The answer must consist of each line of the records below that contains the string "drop".

(Dataset entries)
- - -

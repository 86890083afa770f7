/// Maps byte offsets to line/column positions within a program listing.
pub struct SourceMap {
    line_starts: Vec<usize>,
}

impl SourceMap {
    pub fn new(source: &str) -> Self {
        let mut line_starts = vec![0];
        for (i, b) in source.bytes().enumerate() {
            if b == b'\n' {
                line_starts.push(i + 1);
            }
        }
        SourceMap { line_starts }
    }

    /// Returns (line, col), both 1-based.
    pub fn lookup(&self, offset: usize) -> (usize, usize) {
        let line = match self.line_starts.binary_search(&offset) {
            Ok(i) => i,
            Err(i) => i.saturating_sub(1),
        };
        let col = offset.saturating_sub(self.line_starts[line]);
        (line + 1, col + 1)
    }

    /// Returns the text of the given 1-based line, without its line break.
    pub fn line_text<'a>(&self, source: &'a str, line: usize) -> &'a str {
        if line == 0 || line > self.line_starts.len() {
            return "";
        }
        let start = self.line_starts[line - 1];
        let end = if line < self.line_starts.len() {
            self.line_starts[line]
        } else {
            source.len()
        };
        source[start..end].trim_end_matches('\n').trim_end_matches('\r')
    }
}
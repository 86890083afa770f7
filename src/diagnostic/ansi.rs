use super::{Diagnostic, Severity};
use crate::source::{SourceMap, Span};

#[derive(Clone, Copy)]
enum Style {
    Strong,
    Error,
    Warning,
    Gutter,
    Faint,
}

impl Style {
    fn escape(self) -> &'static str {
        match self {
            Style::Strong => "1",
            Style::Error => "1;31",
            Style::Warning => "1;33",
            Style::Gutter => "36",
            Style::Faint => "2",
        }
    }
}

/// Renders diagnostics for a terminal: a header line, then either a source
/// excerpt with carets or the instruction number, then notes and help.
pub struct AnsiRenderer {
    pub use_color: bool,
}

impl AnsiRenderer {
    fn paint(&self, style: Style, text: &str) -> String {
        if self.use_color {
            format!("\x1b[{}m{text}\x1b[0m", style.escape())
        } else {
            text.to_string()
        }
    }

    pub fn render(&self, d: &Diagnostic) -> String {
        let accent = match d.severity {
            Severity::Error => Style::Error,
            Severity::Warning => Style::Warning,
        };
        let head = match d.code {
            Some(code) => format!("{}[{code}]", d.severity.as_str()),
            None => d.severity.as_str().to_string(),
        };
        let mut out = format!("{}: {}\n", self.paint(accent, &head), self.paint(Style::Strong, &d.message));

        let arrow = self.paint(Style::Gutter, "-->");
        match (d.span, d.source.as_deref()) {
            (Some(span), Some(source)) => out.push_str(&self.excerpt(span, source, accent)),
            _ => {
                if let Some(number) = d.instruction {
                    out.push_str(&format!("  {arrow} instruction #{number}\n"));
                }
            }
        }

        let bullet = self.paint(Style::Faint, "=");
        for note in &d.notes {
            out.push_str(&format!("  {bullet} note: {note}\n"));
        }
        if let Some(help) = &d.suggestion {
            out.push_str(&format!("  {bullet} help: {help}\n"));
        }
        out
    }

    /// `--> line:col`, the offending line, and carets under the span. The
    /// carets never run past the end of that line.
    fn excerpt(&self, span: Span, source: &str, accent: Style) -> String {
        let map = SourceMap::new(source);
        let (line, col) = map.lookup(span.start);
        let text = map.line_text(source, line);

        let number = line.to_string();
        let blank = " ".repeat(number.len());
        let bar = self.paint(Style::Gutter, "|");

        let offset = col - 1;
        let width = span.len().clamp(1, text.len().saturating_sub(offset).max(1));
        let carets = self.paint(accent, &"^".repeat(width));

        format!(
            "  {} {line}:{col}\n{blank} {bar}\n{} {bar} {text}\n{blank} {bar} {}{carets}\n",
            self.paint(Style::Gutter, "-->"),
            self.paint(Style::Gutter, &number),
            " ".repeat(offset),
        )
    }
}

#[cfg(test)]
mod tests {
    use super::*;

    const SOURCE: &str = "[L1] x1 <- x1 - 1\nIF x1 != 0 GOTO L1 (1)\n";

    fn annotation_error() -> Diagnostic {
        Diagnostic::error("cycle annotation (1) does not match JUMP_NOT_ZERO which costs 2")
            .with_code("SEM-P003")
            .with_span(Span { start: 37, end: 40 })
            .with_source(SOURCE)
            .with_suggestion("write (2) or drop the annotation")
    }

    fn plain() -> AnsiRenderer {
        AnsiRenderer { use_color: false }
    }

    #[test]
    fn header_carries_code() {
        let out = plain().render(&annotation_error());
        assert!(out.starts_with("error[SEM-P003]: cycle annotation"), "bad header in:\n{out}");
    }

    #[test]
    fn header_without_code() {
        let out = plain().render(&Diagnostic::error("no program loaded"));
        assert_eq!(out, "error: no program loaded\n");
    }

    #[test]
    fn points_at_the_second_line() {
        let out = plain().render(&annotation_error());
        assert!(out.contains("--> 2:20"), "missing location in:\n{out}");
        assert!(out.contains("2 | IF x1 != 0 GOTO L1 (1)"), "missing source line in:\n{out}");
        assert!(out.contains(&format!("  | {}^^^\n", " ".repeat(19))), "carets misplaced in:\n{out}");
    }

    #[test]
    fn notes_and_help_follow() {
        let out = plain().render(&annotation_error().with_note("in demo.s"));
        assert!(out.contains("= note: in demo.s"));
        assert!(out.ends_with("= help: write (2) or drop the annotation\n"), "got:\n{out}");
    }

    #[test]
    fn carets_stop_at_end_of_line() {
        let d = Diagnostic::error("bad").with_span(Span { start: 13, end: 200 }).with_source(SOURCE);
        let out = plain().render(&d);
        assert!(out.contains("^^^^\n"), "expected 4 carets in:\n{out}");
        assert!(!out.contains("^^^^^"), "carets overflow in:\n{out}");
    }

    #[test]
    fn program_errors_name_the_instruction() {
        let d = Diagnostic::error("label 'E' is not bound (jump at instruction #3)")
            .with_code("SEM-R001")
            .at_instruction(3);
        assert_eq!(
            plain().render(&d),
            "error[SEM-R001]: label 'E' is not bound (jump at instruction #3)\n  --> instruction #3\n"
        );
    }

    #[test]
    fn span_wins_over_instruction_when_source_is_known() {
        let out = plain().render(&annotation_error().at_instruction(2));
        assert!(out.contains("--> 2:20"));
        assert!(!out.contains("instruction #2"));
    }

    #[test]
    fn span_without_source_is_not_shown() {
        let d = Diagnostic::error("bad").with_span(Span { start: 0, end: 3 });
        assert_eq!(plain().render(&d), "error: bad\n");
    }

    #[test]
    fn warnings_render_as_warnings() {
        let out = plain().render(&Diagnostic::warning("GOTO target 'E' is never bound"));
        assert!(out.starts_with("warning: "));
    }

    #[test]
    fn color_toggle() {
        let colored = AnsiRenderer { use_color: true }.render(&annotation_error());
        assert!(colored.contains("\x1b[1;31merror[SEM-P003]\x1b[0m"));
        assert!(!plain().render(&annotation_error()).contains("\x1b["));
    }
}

- - -

- [RESPONSE BELOW]:
            .with_suggestion("write (2) or drop the annotation")
        assert!(out.ends_with("= help: write (2) or drop the annotation\n"), "got:\n{out}");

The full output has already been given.